La restitution d’un message chiffré en message clair opérait au moyen d’une clé. Dans le cas d’Enigma, cette clé indiquait le réglage de départ des mécanismes de la machine émettrice. Puisque le codage était réversible, seule la connaissance de la configuration initiale des rotors, du réflecteur, du câblage et du tableau de connexions de l’Enigma, permettait d’obtenir le message clair en tapant les lettres de la séquence codée.
Les premiers vainqueurs de l’Enigma
Les cryptologues Marian Rejewski, Jerzy Rózycki et Henryk Zygalski travaillaient depuis 1929 pour l’Etat-major Général de Pologne. En décembre 1932, Rejewski parvint à reconstituer les mécanismes de l’Enigma, en utilisant la théorie des permutations. Dès 1934, les cryptologues polonais furent à même de déchiffrer couramment la correspondance allemande. Immédiatement avant la guerre, entre le 24 et le 26 juillet 1939, les Polonais remirent aux Alliés deux reconstitutions de la machine Enigma (l’une pour les Français, l’autre pour les Anglais), ainsi que l’ensemble de leurs découvertes concernant le décryptage.
Marian Rejewski (1905-1980)
Ce mathématicien n’eut pas conscience, d’abord, que sa découverte allait contribuer à précipiter la fin du Troisième Reich. Il est le seul des trois grands cryptologues polonais à être rentré en Pologne après la fin de la guerre. Il y retrouva sa femme et ses deux enfants.
Jerzy Rózycki (1909-1942)
Travailla pendant la guerre dans des centres secrets de cryptologie en France et en Algérie.
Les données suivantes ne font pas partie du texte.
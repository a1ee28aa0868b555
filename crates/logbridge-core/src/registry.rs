//! Process-wide logger identity service
//!
//! All facade instances are obtained through [`LoggerRegistry`]; there
//! is exactly one instance per engine logger for the life of the
//! process, and the registry is append-only.

use std::collections::HashMap;
use std::sync::{Arc, Weak};

use once_cell::sync::OnceCell;
use parking_lot::Mutex;
use serde::{Deserialize, Serialize};

use crate::engine::{Engine, EngineLogger};
use crate::error::BridgeResult;
use crate::level::Severity;
use crate::logger::Logger;

/// Namespace root used when none is configured
pub const DEFAULT_NAMESPACE: &str = "app";

/// Bulk logger configuration
///
/// The enumerated counterpart of a free-form attribute map: only the
/// options listed here exist, so unrecognized keys in a configuration
/// source are simply not representable. Extra JSON fields are ignored
/// on deserialization, matching the permissive bulk-configuration
/// semantics.
#[derive(Debug, Clone, Default, PartialEq, Serialize, Deserialize)]
pub struct LoggerAttributes {
    /// Threshold to install
    #[serde(default)]
    pub level: Option<Severity>,
    /// Caller-location capture flag; absent means inherit from the parent
    #[serde(default)]
    pub tracing: Option<bool>,
}

impl LoggerAttributes {
    /// Create an empty attribute set
    pub fn new() -> Self {
        Self::default()
    }

    /// Set the threshold
    pub fn with_level(mut self, level: Severity) -> Self {
        self.level = Some(level);
        self
    }

    /// Set the tracing flag
    pub fn with_tracing(mut self, tracing: bool) -> Self {
        self.tracing = Some(tracing);
        self
    }
}

/// Shared registry state; loggers keep a weak reference back to it for
/// parent and tracing resolution
pub(crate) struct RegistryCore {
    engine: Arc<dyn Engine>,
    namespace: String,
    loggers: Mutex<HashMap<String, Arc<Logger>>>,
}

impl RegistryCore {
    pub(crate) fn namespace(&self) -> &str {
        &self.namespace
    }

    /// Fully-qualified dotted identity for a caller-supplied name
    fn qualify(&self, name: Option<&str>) -> String {
        match name {
            None => self.namespace.clone(),
            Some(name) => format!("{}.{}", self.namespace, name.replace("::", ".")),
        }
    }

    fn in_namespace(&self, name: &str) -> bool {
        name == self.namespace
            || name
                .strip_prefix(&self.namespace)
                .is_some_and(|rest| rest.starts_with('.'))
    }

    /// Get or create the instance for a qualified identity.
    ///
    /// The map lock is held across creation and insertion, so
    /// concurrent first lookups of one identity resolve to a single
    /// winner.
    fn intern(core: &Arc<Self>, qualified: &str) -> Arc<Logger> {
        let mut loggers = core.loggers.lock();
        if let Some(logger) = loggers.get(qualified) {
            return logger.clone();
        }
        let handle = core.engine.logger(qualified);
        let logger = Logger::bind(
            handle,
            core.engine.diagnostic_context(),
            Arc::downgrade(core),
        );
        loggers.insert(qualified.to_string(), logger.clone());
        logger
    }

    fn wrap(core: &Arc<Self>, handle: Arc<dyn EngineLogger>) -> Arc<Logger> {
        let mut loggers = core.loggers.lock();
        if let Some(logger) = loggers.get(handle.name()) {
            return logger.clone();
        }
        let name = handle.name().to_string();
        let logger = Logger::bind(
            handle,
            core.engine.diagnostic_context(),
            Arc::downgrade(core),
        );
        loggers.insert(name, logger.clone());
        logger
    }

    fn root(core: &Arc<Self>) -> Arc<Logger> {
        let namespace = core.namespace.clone();
        Self::intern(core, &namespace)
    }

    pub(crate) fn parent_of(core: &Arc<Self>, logger: &Logger) -> Arc<Logger> {
        match logger.engine_logger().parent() {
            Some(parent) if core.in_namespace(parent.name()) => Self::wrap(core, parent),
            _ => Self::root(core),
        }
    }
}

/// Identity map from engine logger to facade instance
///
/// Cheap to clone; clones share one underlying registry.
///
/// # Example
///
/// ```
/// use std::sync::Arc;
/// use logbridge_core::{LoggerRegistry, MemoryEngine};
///
/// let registry = LoggerRegistry::new(Arc::new(MemoryEngine::new()));
/// let first = registry.lookup("db");
/// let second = registry.lookup("db");
/// assert!(Arc::ptr_eq(&first, &second));
/// ```
#[derive(Clone)]
pub struct LoggerRegistry {
    core: Arc<RegistryCore>,
}

impl LoggerRegistry {
    /// Create a registry over `engine` with the default namespace root
    pub fn new(engine: Arc<dyn Engine>) -> Self {
        Self::with_namespace(engine, DEFAULT_NAMESPACE)
    }

    /// Create a registry whose loggers all live under `namespace`
    pub fn with_namespace(engine: Arc<dyn Engine>, namespace: impl Into<String>) -> Self {
        Self {
            core: Arc::new(RegistryCore {
                engine,
                namespace: namespace.into(),
                loggers: Mutex::new(HashMap::new()),
            }),
        }
    }

    /// The configured namespace root
    pub fn namespace(&self) -> &str {
        self.core.namespace()
    }

    /// Get or create the facade instance for `name`.
    ///
    /// `None` resolves to the namespace root; `::` separators are
    /// rewritten to dots; repeated lookups with one effective name
    /// return the identical instance.
    pub fn lookup<'a>(&self, name: impl Into<Option<&'a str>>) -> Arc<Logger> {
        let qualified = self.core.qualify(name.into());
        RegistryCore::intern(&self.core, &qualified)
    }

    /// `lookup` plus bulk attribute application
    pub fn get<'a>(
        &self,
        name: impl Into<Option<&'a str>>,
        attributes: &LoggerAttributes,
    ) -> BridgeResult<Arc<Logger>> {
        let logger = self.lookup(name);
        logger.set_attributes(attributes)?;
        Ok(logger)
    }

    /// Facade instance bound to the namespace root
    pub fn root(&self) -> Arc<Logger> {
        RegistryCore::root(&self.core)
    }

    /// Register a facade instance around an externally-obtained engine
    /// handle, honoring one-instance-per-handle
    pub fn wrap(&self, handle: Arc<dyn EngineLogger>) -> Arc<Logger> {
        RegistryCore::wrap(&self.core, handle)
    }

    /// Facade instance for the handle's hierarchical parent, or the
    /// root when the parent is missing or outside this namespace
    pub fn parent_of(&self, logger: &Logger) -> Arc<Logger> {
        RegistryCore::parent_of(&self.core, logger)
    }
}

static GLOBAL: OnceCell<LoggerRegistry> = OnceCell::new();

/// Install the process-global registry.
///
/// Returns `false` when one is already installed; the first
/// installation wins for the life of the process.
pub fn install(registry: LoggerRegistry) -> bool {
    GLOBAL.set(registry).is_ok()
}

/// The process-global registry, if one has been installed
pub fn global() -> Option<LoggerRegistry> {
    GLOBAL.get().cloned()
}

#[cfg(test)]
mod tests {
    use super::*;
    use crate::engine::MemoryEngine;

    fn registry() -> LoggerRegistry {
        LoggerRegistry::new(Arc::new(MemoryEngine::new()))
    }

    #[test]
    fn test_lookup_is_idempotent() {
        let registry = registry();
        let first = registry.lookup("a.b");
        let second = registry.lookup("a.b");
        assert!(Arc::ptr_eq(&first, &second));
    }

    #[test]
    fn test_none_resolves_to_root() {
        let registry = registry();
        let unnamed = registry.lookup(None);
        let root = registry.root();
        assert!(Arc::ptr_eq(&unnamed, &root));
        assert_eq!(root.name(), DEFAULT_NAMESPACE);
    }

    #[test]
    fn test_names_are_qualified_under_namespace() {
        let registry = LoggerRegistry::with_namespace(Arc::new(MemoryEngine::new()), "svc");
        assert_eq!(registry.lookup("db").name(), "svc.db");
    }

    #[test]
    fn test_module_separators_are_rewritten() {
        let registry = registry();
        let colons = registry.lookup("App::Db::Pool");
        let dots = registry.lookup("App.Db.Pool");
        assert!(Arc::ptr_eq(&colons, &dots));
        assert_eq!(colons.name(), "app.App.Db.Pool");
    }

    #[test]
    fn test_parent_of_steps_one_level_up() {
        let registry = registry();
        let child = registry.lookup("a.b");
        let parent = registry.parent_of(&child);
        assert_eq!(parent.name(), "app.a");
        assert!(Arc::ptr_eq(&parent, &registry.lookup("a")));
    }

    #[test]
    fn test_parent_of_root_is_root() {
        let registry = registry();
        let root = registry.root();
        let parent = registry.parent_of(&root);
        assert!(Arc::ptr_eq(&parent, &root));
    }

    #[test]
    fn test_parent_of_top_level_logger_is_root() {
        let registry = registry();
        let logger = registry.lookup("solo");
        let parent = registry.parent_of(&logger);
        assert!(Arc::ptr_eq(&parent, &registry.root()));
    }

    #[test]
    fn test_wrap_returns_one_instance_per_handle() {
        let engine = Arc::new(MemoryEngine::new());
        let registry = LoggerRegistry::new(engine.clone());

        let handle = engine.logger("app.external");
        let wrapped = registry.wrap(handle.clone());
        let again = registry.wrap(engine.logger("app.external"));
        assert!(Arc::ptr_eq(&wrapped, &again));
        assert!(Arc::ptr_eq(&wrapped, &registry.lookup("external")));
    }

    #[test]
    fn test_get_applies_attributes() {
        let registry = registry();
        let attributes = LoggerAttributes::new()
            .with_level(Severity::Warn)
            .with_tracing(true);

        let logger = registry.get("db", &attributes).unwrap();
        assert_eq!(logger.level().unwrap(), Severity::Warn);
        assert_eq!(logger.tracing(), Some(true));
    }

    #[test]
    fn test_empty_attributes_change_nothing() {
        let registry = registry();
        let logger = registry.get("db", &LoggerAttributes::new()).unwrap();
        assert_eq!(logger.level().unwrap(), Severity::Debug);
        assert_eq!(logger.tracing(), None);
    }

    #[test]
    fn test_attributes_from_configuration_json() {
        let attributes: LoggerAttributes =
            serde_json::from_str(r#"{"level": "error", "tracing": false, "color": "red"}"#).unwrap();
        assert_eq!(attributes.level, Some(Severity::Error));
        assert_eq!(attributes.tracing, Some(false));
    }

    #[test]
    fn test_bogus_level_in_configuration_fails() {
        let parsed: Result<LoggerAttributes, _> = serde_json::from_str(r#"{"level": "bogus"}"#);
        assert!(parsed.is_err());
    }

    #[test]
    fn test_concurrent_lookup_single_winner() {
        let registry = registry();
        let mut handles = Vec::new();
        for _ in 0..8 {
            let registry = registry.clone();
            handles.push(std::thread::spawn(move || registry.lookup("contended.name")));
        }
        let loggers: Vec<_> = handles.into_iter().map(|h| h.join().unwrap()).collect();
        for logger in &loggers[1..] {
            assert!(Arc::ptr_eq(&loggers[0], logger));
        }
    }

    #[test]
    fn test_global_slot_single_installation() {
        let first = registry();
        let installed_first = install(first.clone());
        let installed_second = install(registry());

        // exactly one installation wins, whichever test got there first
        assert!(!installed_second || installed_first);
        assert!(global().is_some());
    }
}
Séparé de sa femme et de son enfant de quelques mois, lors du bombardement de Varsovie, Jerzy Rózycki périt le 12 janvier 1942 dans le naufrage du bateau « Lamoricière » au large de l’Angleterre.
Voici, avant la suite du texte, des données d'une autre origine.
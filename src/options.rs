// options.rs - Match flags, limits and named-capture policy.
//
// The flag bundle is opaque to the bookkeeping layer: it is carried through
// MatchInput unchanged for the executor. Only the search driver reads
// STICKY. Limits follow the process-wide default + per-call override scheme.

use std::sync::atomic::{AtomicU64, AtomicUsize, Ordering};

use bitflags::bitflags;

bitflags! {
    /// Matching flags handed from the options parser to the executor.
    #[derive(Debug, Clone, Copy, PartialEq, Eq, Hash, Default)]
    pub struct MatchOptions: u32 {
        const GLOBAL = 1;
        const INSENSITIVE = 1 << 1;
        const UNGREEDY = 1 << 2;
        const UNICODE = 1 << 3;
        const EXTENDED = 1 << 4;
        const EXTRA = 1 << 5;
        const MULTILINE = 1 << 6;
        const SINGLE_LINE = 1 << 7;
        /// Only attempt a match at the start offset.
        const STICKY = 1 << 8;
        const NO_SUB_EXPRESSIONS = 1 << 9;
        /// Start offset is carried over between calls by the caller.
        const INTERNAL_STATEFUL = 1 << 10;
    }
}

// ============================================================================
// Limits
// ============================================================================

pub const DEFAULT_RETRY_LIMIT_IN_MATCH: u64 = 10_000_000;
pub const DEFAULT_MATCH_STACK_LIMIT_SIZE: usize = 0;

static RETRY_LIMIT_IN_MATCH: AtomicU64 = AtomicU64::new(DEFAULT_RETRY_LIMIT_IN_MATCH);
static MATCH_STACK_LIMIT: AtomicUsize = AtomicUsize::new(DEFAULT_MATCH_STACK_LIMIT_SIZE);

pub fn set_retry_limit_in_match(n: u64) { RETRY_LIMIT_IN_MATCH.store(n, Ordering::Relaxed); }
pub fn get_retry_limit_in_match() -> u64 { RETRY_LIMIT_IN_MATCH.load(Ordering::Relaxed) }
pub fn set_match_stack_limit(n: usize) { MATCH_STACK_LIMIT.store(n, Ordering::Relaxed); }
pub fn get_match_stack_limit() -> usize { MATCH_STACK_LIMIT.load(Ordering::Relaxed) }

/// Ceilings the search driver compares the call's bookkeeping against.
/// Zero means unlimited.
#[derive(Debug, Clone, Copy, PartialEq, Eq)]
pub struct MatchLimits {
    /// Maximum failed instruction executions across one call.
    pub retry_limit_in_match: u64,
    /// Maximum checkpoint stack depth.
    pub match_stack_limit: usize,
}

impl Default for MatchLimits {
    /// Snapshot of the process-wide limits.
    fn default() -> Self {
        MatchLimits {
            retry_limit_in_match: get_retry_limit_in_match(),
            match_stack_limit: get_match_stack_limit(),
        }
    }
}

impl MatchLimits {
    pub fn unlimited() -> Self {
        MatchLimits {
            retry_limit_in_match: 0,
            match_stack_limit: 0,
        }
    }

    pub fn retry_limit_in_match(mut self, n: u64) -> Self {
        self.retry_limit_in_match = n;
        self
    }

    pub fn match_stack_limit(mut self, n: usize) -> Self {
        self.match_stack_limit = n;
        self
    }

    #[inline]
    pub fn retry_exceeded(&self, failures: u64) -> bool {
        self.retry_limit_in_match != 0 && failures > self.retry_limit_in_match
    }
}

/// What happens when a name that already has a capture in the current match
/// is bound again (two groups sharing one name).
#[derive(Debug, Clone, Copy, PartialEq, Eq, Default)]
pub enum NamedCapturePolicy {
    /// The later binding replaces the earlier one.
    #[default]
    LastWins,
    /// The first binding is kept; later ones are ignored.
    FirstWins,
}

#[cfg(test)]
mod tests {
    use super::*;

    #[test]
    fn options_are_plain_flags() {
        let opts = MatchOptions::GLOBAL | MatchOptions::STICKY;
        assert!(opts.contains(MatchOptions::STICKY));
        assert!(!opts.contains(MatchOptions::INSENSITIVE));
        assert_eq!(MatchOptions::default(), MatchOptions::empty());
    }

    #[test]
    fn retry_limit_zero_is_unlimited() {
        let limits = MatchLimits::unlimited();
        assert!(!limits.retry_exceeded(u64::MAX));
    }

    #[test]
    fn retry_limit_is_exclusive() {
        let limits = MatchLimits::unlimited().retry_limit_in_match(3);
        assert!(!limits.retry_exceeded(3));
        assert!(limits.retry_exceeded(4));
    }

    #[test]
    fn default_limits_from_globals() {
        let limits = MatchLimits::default();
        assert_eq!(limits.retry_limit_in_match, get_retry_limit_in_match());
        assert_eq!(limits.match_stack_limit, get_match_stack_limit());
    }

    #[test]
    fn named_policy_default() {
        assert_eq!(NamedCapturePolicy::default(), NamedCapturePolicy::LastWins);
    }
}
Henryk Zygalski (1907-1978)
Mathématicien et pianiste amateur. Après la guerre, il demeura en Grande-Bretagne, où il travailla dans un collège polonais. Il finit ses jours à Plymouth.
Le cœur de l’Enigma était constitué de trois rotors de chiffrement, positionnés sur un axe commun. Chacun des rotors avait la forme d’un cylindre de métal, avec les 26 lettres de l’alphabet gravées sur sa circonférence ; il était en outre muni d’un anneau en ébonite, possédant d’un côté des plots électriques fixes et, de l’autre, des plots à ressorts. Le cylindre pouvait être positionné librement par rapport à l’anneau. Les rotors pouvaient être installés sur l’axe en configurations différentes, chacun effectuant ses rotations indépendamment des deux autres.
En quoi consistait le processus du chiffrement ? À chaque fois que l’on pressait une lettre, le rotor droit tournait d’un cran (1/26e de sa circonférence). Les deux autres rotors étaient aussi mis en mouvement : la clé décidait de combien de crans chacun devait tourner. En déterminant le positionnement des rotors et le mode des rotations, la clé indiquait la lettre codée qui correspondrait à la touche enfoncée.
Le système des rotors était encore complété par le réflecteur. Après être passé par le réflecteur, le signal électrique traversait les rotors en sens inverse (la lettre à coder était ainsi envoyée une nouvelle fois à travers les trois rotors, de sorte qu’elle subissait six transformations).
Par ailleurs, la séquence des lettres pouvait être modifiée par le tableau de connexions, qui permutait les lettres connectées deux à deux.
Le réflecteur assurait la réversibilité du chiffrement, si bien que la même machine pouvait servir à coder et à décoder le message. La connaissance de la clé permettait d’inverser le processus du chiffrement ; la séquence de lettres apparemment insensée restituait le message d’origine.
Ce fut toutefois ce même réflecteur qui s’avéra pernicieux pour la sécurité du système : car par exemple, jamais une lettre du message initial ne fut codée par la même lettre (un « e » ne fut jamais codé « e », etc.). Cette régularité facilita la rupture du code.
Le décryptage a été aussi facilité par le fait que les chiffreurs devaient répéter une série de lettres deux fois en début de message.
Une permutation est une fonction mathématique qui opère d’un ensemble quelconque dans le même ensemble, et qui est bijective, c’est-à-dire que les images respectives, par une permutation, de deux objets différents, ne peuvent pas être identiques. Par une permutation, des objets, symboles ou autres, sont échangés entre eux.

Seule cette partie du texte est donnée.